Arrhythmias and Sudden Death: What is New in Hypertrophic Cardiomyopathy?

Hypertrophic cardiomyopathy (HCM) is a complex genetic disorder that has garnered significant attention because of its diverse manifestations, including arrhythmias and heightened risk of sudden cardiac death. Advances in precision diagnostics, such as genetic testing and cardiac imaging with late gadolinium enhancement, have refined HCM diagnosis, enabling targeted therapeutic and risk stratification approaches.

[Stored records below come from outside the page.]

use thiserror::Error;

/// Convenience result type for fallible evolve operations.
pub type EvolveResult<T> = Result<T, EvolveError>;

/// Error type returned by the hardened evolve paths and JSON ingestion.
///
/// [`crate::processing::evolve()`] itself never fails; only [`crate::processing::try_evolve`],
/// the parallel engine's `try_` variant and the JSON helpers return this.
#[derive(Debug, Error)]
pub enum EvolveError {
    /// Underlying I/O error (e.g. file not found, permission denied).
    #[error("io error: {0}")]
    Io(#[from] std::io::Error),

    /// JSON (de)serialization error.
    #[error("json error: {0}")]
    Json(#[from] serde_json::Error),

    /// A value did not have the shape the operation requires (e.g. a nested transformation
    /// applied to a scalar, under [`crate::processing::MismatchPolicy::Reject`]).
    #[error("invalid argument at '{path}': {message}")]
    InvalidArgument { path: String, message: String },
}

impl EvolveError {
    /// Prefix the path of an [`EvolveError::InvalidArgument`] with `prefix`.
    ///
    /// Other variants are returned unchanged.
    pub(crate) fn within(self, prefix: &str) -> Self {
        match self {
            EvolveError::InvalidArgument { path, message } => {
                let rest = path.strip_prefix('$').unwrap_or(&path);
                EvolveError::InvalidArgument {
                    path: format!("{prefix}{rest}"),
                    message,
                }
            }
            other => other,
        }
    }
}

AF, prevalent in HCM, exacerbates symptoms and stroke risk, while ventricular arrhythmias pose a direct threat to survival. Catheter ablation offers symptom relief in AF patients with HCM, yet recurrence remains high because of unique myocardial changes, highlighting the need for refined patient selection and long-term monitoring. The risk of sudden cardiac death in HCM, particularly in younger individuals, underscores the importance of precise risk stratification tools such as the European Society of Cardiology HCM Risk-SCD model. The expanding role of ICDs and emerging pharmacological agents, including myosin inhibitors, marks a shift toward more individualised management of HCM. This review integrates recent developments in arrhythmia management, targeted therapies and risk assessment, offering a comprehensive perspective on HCM tailored to improve clinical outcomes through a precision-medicine lens.